Your task is to count the lines of the entries below that include the word "impl" and to give only the resulting number.

→ **Information shown**
──────

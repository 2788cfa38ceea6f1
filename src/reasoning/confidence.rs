//! Confidence scoring for a finished reasoning run

use crate::models::StopReason;

const FINAL_VALIDATION_PENALTY: f32 = 0.3;
const VALIDATION_ROUND_PENALTY: f32 = 0.05;
const VALIDATION_ROUND_CAP: f32 = 0.2;
const TOOL_FAILURE_WEIGHT: f32 = 0.3;
const BUDGET_EXHAUSTED_PENALTY: f32 = 0.25;
const PENDING_CONFIRMATION_PENALTY: f32 = 0.1;
const TIMEOUT_PENALTY: f32 = 0.1;
const TIMEOUT_CAP: f32 = 0.3;

/// Everything the score depends on
#[derive(Debug, Clone, Copy, Default)]
pub struct ConfidenceSignals {
    /// Outcome of the last validation before answering; `true` if none ran
    pub final_validation_passed: bool,
    pub failed_validation_rounds: u32,
    pub tool_calls: usize,
    pub failed_tool_calls: usize,
    pub timed_out_steps: u32,
    pub stop_reason: Option<StopReason>,
}

/// 1.0 for a natural stop with clean validation and no tool failures,
/// lower for anything else. Always within [0, 1].
pub fn score(signals: &ConfidenceSignals) -> f32 {
    let mut confidence = 1.0f32;

    if !signals.final_validation_passed {
        confidence -= FINAL_VALIDATION_PENALTY;
    }

    confidence -=
        (signals.failed_validation_rounds as f32 * VALIDATION_ROUND_PENALTY).min(VALIDATION_ROUND_CAP);

    if signals.tool_calls > 0 {
        let failure_rate = signals.failed_tool_calls.min(signals.tool_calls) as f32
            / signals.tool_calls as f32;
        confidence -= TOOL_FAILURE_WEIGHT * failure_rate;
    }

    confidence -= (signals.timed_out_steps as f32 * TIMEOUT_PENALTY).min(TIMEOUT_CAP);

    match signals.stop_reason {
        Some(StopReason::BudgetExhausted) => confidence -= BUDGET_EXHAUSTED_PENALTY,
        Some(StopReason::PendingConfirmation) => confidence -= PENDING_CONFIRMATION_PENALTY,
        Some(StopReason::Sufficient) | None => {}
    }

    confidence.clamp(0.0, 1.0)
}

#[cfg(test)]
mod tests {
    use super::*;

    fn clean() -> ConfidenceSignals {
        ConfidenceSignals {
            final_validation_passed: true,
            stop_reason: Some(StopReason::Sufficient),
            ..Default::default()
        }
    }

    #[test]
    fn test_natural_clean_run_is_fully_confident() {
        assert_eq!(score(&clean()), 1.0);
    }

    #[test]
    fn test_tool_failures_lower_confidence() {
        let with_failure = ConfidenceSignals {
            tool_calls: 2,
            failed_tool_calls: 1,
            ..clean()
        };
        assert!(score(&with_failure) < score(&clean()));
    }

    #[test]
    fn test_budget_and_validation_penalties() {
        let exhausted = ConfidenceSignals {
            stop_reason: Some(StopReason::BudgetExhausted),
            ..clean()
        };
        let invalid = ConfidenceSignals {
            final_validation_passed: false,
            failed_validation_rounds: 1,
            ..clean()
        };
        assert!(score(&exhausted) < 1.0);
        assert!(score(&invalid) < score(&exhausted));
    }

    #[test]
    fn test_always_clamped() {
        let worst = ConfidenceSignals {
            final_validation_passed: false,
            failed_validation_rounds: 100,
            tool_calls: 10,
            failed_tool_calls: 50,
            timed_out_steps: 100,
            stop_reason: Some(StopReason::BudgetExhausted),
        };
        let s = score(&worst);
        assert!((0.0..=1.0).contains(&s));
        assert_eq!(s, 0.0);
    }
}
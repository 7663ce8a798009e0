use thiserror::Error;

/// Fallback alert text for a rejection body with no usable message.
const GENERIC_REJECTION: &str = "Something went wrong.";

/// One variant per terminal failure of a submission attempt. The `Display`
/// form is the exact text shown in the alert panel.
#[derive(Error, Debug)]
pub enum CheckError {
    #[error("Please enter a question or upload a file.")]
    EmptySubmission,

    #[error("{0}")]
    Rejected(String),

    #[error("Server error.")]
    Transport,

    #[error("Request timed out.")]
    Timeout,
}

impl CheckError {
    /// Rejection from a non-OK response. The service reports failures as
    /// `{"error": "..."}`; anything else maps to the generic message.
    pub fn rejected_from_body(body: &str) -> Self {
        let message = serde_json::from_str::<serde_json::Value>(body)
            .ok()
            .and_then(|value| {
                value
                    .get("error")
                    .and_then(|field| field.as_str())
                    .map(str::to_string)
            })
            .unwrap_or_else(|| GENERIC_REJECTION.to_string());
        CheckError::Rejected(message)
    }
}

pub type Result<T> = std::result::Result<T, CheckError>;
pub mod api;
pub mod app;
pub mod components;
pub mod pages;
pub mod submission;

use wasm_bindgen::prelude::wasm_bindgen;

#[wasm_bindgen(start)]
pub fn run() {
    console_error_panic_hook::set_once();
    leptos::mount::mount_to_body(app::App);
}
//! Shape-directed result rendering: a table for bulk responses, a labeled
//! summary panel for single verdicts. All values pass through verbatim.

use leptos::prelude::*;

use qcheck_core::PredictionResult;

use super::badge::YesNoBadge;

/// Bulk analysis results, one row per checked question in input order.
#[component]
pub fn BulkResultsTable(rows: Vec<PredictionResult>) -> impl IntoView {
    view! {
        <div class="results-panel">
            <h3>"Bulk Analysis Results"</h3>
            <table class="results-table">
                <thead>
                    <tr>
                        <th>"#"</th>
                        <th>"Question"</th>
                        <th>"Similar?"</th>
                        <th>"Same Topic?"</th>
                        <th>"Predicted Topic"</th>
                        <th>"Similar Question"</th>
                        <th>"Marks"</th>
                        <th>"Weightage"</th>
                    </tr>
                </thead>
                <tbody>
                    {rows.into_iter().enumerate().map(|(idx, row)| view! {
                        <tr>
                            <td>{(idx + 1).to_string()}</td>
                            <td class="text-cell">{row.question}</td>
                            <td><YesNoBadge value=row.similar_questions /></td>
                            <td><YesNoBadge value=row.same_topic /></td>
                            <td>{row.predicted_topic.unwrap_or_default()}</td>
                            <td class="text-cell">{row.similar_question_name}</td>
                            <td><span class="badge badge-marks">{row.marks.to_string()}</span></td>
                            <td><span class="badge badge-weightage">{row.weightage.to_string()}</span></td>
                        </tr>
                    }).collect::<Vec<_>>()}
                </tbody>
            </table>
        </div>
    }
}

/// Summary panel for a single-question verdict on the checker page.
#[component]
pub fn SingleResultPanel(result: PredictionResult) -> impl IntoView {
    view! {
        <div class="results-panel">
            <h3>"Result"</h3>
            <dl class="result-fields">
                <dt>"Question"</dt>
                <dd>{result.question}</dd>
                <dt>"Similar Question Found"</dt>
                <dd><YesNoBadge value=result.similar_questions /></dd>
                <dt>"Similar Question"</dt>
                <dd>{result.similar_question_name}</dd>
                <dt>"Same Topic"</dt>
                <dd><YesNoBadge value=result.same_topic /></dd>
                <dt>"Predicted Topic"</dt>
                <dd>{result.predicted_topic.unwrap_or_default()}</dd>
                <dt>"Marks"</dt>
                <dd>{result.marks.to_string()}</dd>
                <dt>"Weightage"</dt>
                <dd>{result.weightage.to_string()}</dd>
            </dl>
        </div>
    }
}

/// Summary panel for the topic page; surfaces the invalid-topic flag in
/// place of a predicted topic.
#[component]
pub fn TopicResultPanel(result: PredictionResult) -> impl IntoView {
    view! {
        <div class="results-panel">
            <h3>"Result"</h3>
            <dl class="result-fields">
                <dt>"Similar Question Found"</dt>
                <dd><YesNoBadge value=result.similar_questions /></dd>
                <dt>"Same Topic"</dt>
                <dd><YesNoBadge value=result.same_topic /></dd>
                <dt>"Similar Question Name"</dt>
                <dd>{result.similar_question_name}</dd>
                <dt>"Invalid Topic"</dt>
                <dd><YesNoBadge value=result.invalid_topic.unwrap_or(false) /></dd>
                <dt>"Predicted Marks"</dt>
                <dd>{result.marks.to_string()}</dd>
                <dt>"Predicted Weightage"</dt>
                <dd>{result.weightage.to_string()}</dd>
            </dl>
        </div>
    }
}
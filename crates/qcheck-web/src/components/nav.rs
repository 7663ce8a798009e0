use leptos::prelude::*;
use leptos_router::components::A;

#[component]
pub fn NavTabs() -> impl IntoView {
    view! {
        <nav class="nav-tabs">
            <A href="/" attr:class="nav-tab">"Checker"</A>
            <A href="/topic" attr:class="nav-tab">"Topic Match"</A>
        </nav>
    }
}
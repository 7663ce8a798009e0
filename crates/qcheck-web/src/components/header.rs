use leptos::prelude::*;

#[component]
pub fn Header() -> impl IntoView {
    view! {
        <header class="header">
            <h1>"Question Similarity Checker"</h1>
            <span class="subtitle">"Similarity, topic and marks prediction"</span>
        </header>
    }
}
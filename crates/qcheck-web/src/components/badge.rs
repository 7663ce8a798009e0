use leptos::prelude::*;

pub fn yes_no_label(value: bool) -> &'static str {
    if value {
        "Yes"
    } else {
        "No"
    }
}

/// Boolean wire fields render as a visually distinct yes/no pill.
#[component]
pub fn YesNoBadge(value: bool) -> impl IntoView {
    view! {
        <span class=if value { "badge badge-yes" } else { "badge badge-no" }>
            {yes_no_label(value)}
        </span>
    }
}
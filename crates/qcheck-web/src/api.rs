//! HTTP layer for the question-checking service.
//!
//! All requests go to a fixed local address and carry an abort timeout so a
//! stuck request cannot leave the page in the loading state forever.

use std::cell::Cell;
use std::rc::Rc;

use gloo_net::http::{Request, Response};
use leptos::logging;
use wasm_bindgen::closure::Closure;
use wasm_bindgen::JsCast;
use web_sys::{AbortController, AbortSignal, File, FormData};

use qcheck_core::{CheckError, CheckOutcome, CheckRequest, Result};

use crate::submission::SubmissionKind;

const DEFAULT_API_BASE: &str = "http://localhost:5000";

/// A request that produced no response within this window is aborted.
const REQUEST_TIMEOUT_MS: i32 = 30_000;

fn endpoint(path: &str) -> String {
    let base = option_env!("QCHECK_API_BASE").unwrap_or(DEFAULT_API_BASE);
    format!("{}{}", base, path)
}

/// Decide the remote operation for one submission: bulk upload when a file
/// is attached, single check when the question is non-blank, otherwise a
/// local validation failure with no network call.
pub async fn dispatch(
    question: &str,
    topic: Option<&str>,
    file: Option<File>,
) -> Result<CheckOutcome> {
    match SubmissionKind::decide(question, file.is_some()) {
        SubmissionKind::BulkFile => {
            // decide() only reports BulkFile when a file is attached
            let Some(file) = file else {
                return Err(CheckError::EmptySubmission);
            };
            check_file(&file).await
        }
        SubmissionKind::SingleQuestion => check_question(question.trim(), topic).await,
        SubmissionKind::Empty => Err(CheckError::EmptySubmission),
    }
}

/// One-time `GET /topics` for the selector on the topic page.
pub async fn fetch_topics() -> Result<Vec<String>> {
    let response = send_with_timeout(|signal| {
        Request::get(&endpoint("/topics"))
            .abort_signal(signal.as_ref())
            .build()
    })
    .await?;

    if !response.ok() {
        let body = response.text().await.unwrap_or_default();
        return Err(CheckError::rejected_from_body(&body));
    }
    response.json().await.map_err(decode_failed)
}

/// `POST /check_question` with a JSON body.
pub async fn check_question(question: &str, topic: Option<&str>) -> Result<CheckOutcome> {
    let body = CheckRequest {
        question: question.to_string(),
        topic: topic.map(str::to_string),
    };

    let response = send_with_timeout(|signal| {
        Request::post(&endpoint("/check_question"))
            .abort_signal(signal.as_ref())
            .json(&body)
    })
    .await?;
    read_outcome(response).await
}

/// `POST /check_file` with a multipart body carrying the selected file.
pub async fn check_file(file: &File) -> Result<CheckOutcome> {
    let form = FormData::new().map_err(|err| {
        logging::error!("failed to build multipart body: {err:?}");
        CheckError::Transport
    })?;
    form.append_with_blob_and_filename("file", file, &file.name())
        .map_err(|err| {
            logging::error!("failed to attach file to multipart body: {err:?}");
            CheckError::Transport
        })?;

    let response = send_with_timeout(move |signal| {
        Request::post(&endpoint("/check_file"))
            .abort_signal(signal.as_ref())
            .body(form)
    })
    .await?;
    read_outcome(response).await
}

async fn read_outcome(response: Response) -> Result<CheckOutcome> {
    if response.ok() {
        response.json().await.map_err(decode_failed)
    } else {
        let body = response.text().await.unwrap_or_default();
        Err(CheckError::rejected_from_body(&body))
    }
}

async fn send_with_timeout<F>(build: F) -> Result<Response>
where
    F: FnOnce(Option<AbortSignal>) -> std::result::Result<Request, gloo_net::Error>,
{
    let timeout = RequestTimeout::arm();
    let request = match build(timeout.signal()) {
        Ok(request) => request,
        Err(err) => {
            timeout.finish();
            return Err(request_failed(err));
        }
    };

    match request.send().await {
        Ok(response) => {
            timeout.finish();
            Ok(response)
        }
        Err(err) => {
            if timeout.finish() {
                Err(CheckError::Timeout)
            } else {
                Err(request_failed(err))
            }
        }
    }
}

/// An armed browser timer that aborts the associated fetch when it fires.
struct RequestTimeout {
    controller: Option<AbortController>,
    timer: Option<i32>,
    fired: Rc<Cell<bool>>,
}

impl RequestTimeout {
    fn arm() -> Self {
        let fired = Rc::new(Cell::new(false));
        let controller = AbortController::new().ok();
        let timer = controller.as_ref().and_then(|controller| {
            let controller = controller.clone();
            let fired = fired.clone();
            let abort = Closure::once_into_js(move || {
                fired.set(true);
                controller.abort();
            });
            web_sys::window()?
                .set_timeout_with_callback_and_timeout_and_arguments_0(
                    abort.unchecked_ref(),
                    REQUEST_TIMEOUT_MS,
                )
                .ok()
        });
        Self {
            controller,
            timer,
            fired,
        }
    }

    fn signal(&self) -> Option<AbortSignal> {
        self.controller.as_ref().map(|controller| controller.signal())
    }

    /// Disarm the timer; reports whether it had already fired.
    fn finish(self) -> bool {
        if let (Some(window), Some(timer)) = (web_sys::window(), self.timer) {
            window.clear_timeout_with_handle(timer);
        }
        self.fired.get()
    }
}

fn request_failed(err: gloo_net::Error) -> CheckError {
    logging::error!("request failed: {err}");
    CheckError::Transport
}

fn decode_failed(err: gloo_net::Error) -> CheckError {
    logging::error!("unexpected response body: {err}");
    CheckError::Transport
}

──────

→ **Exercise solution**
8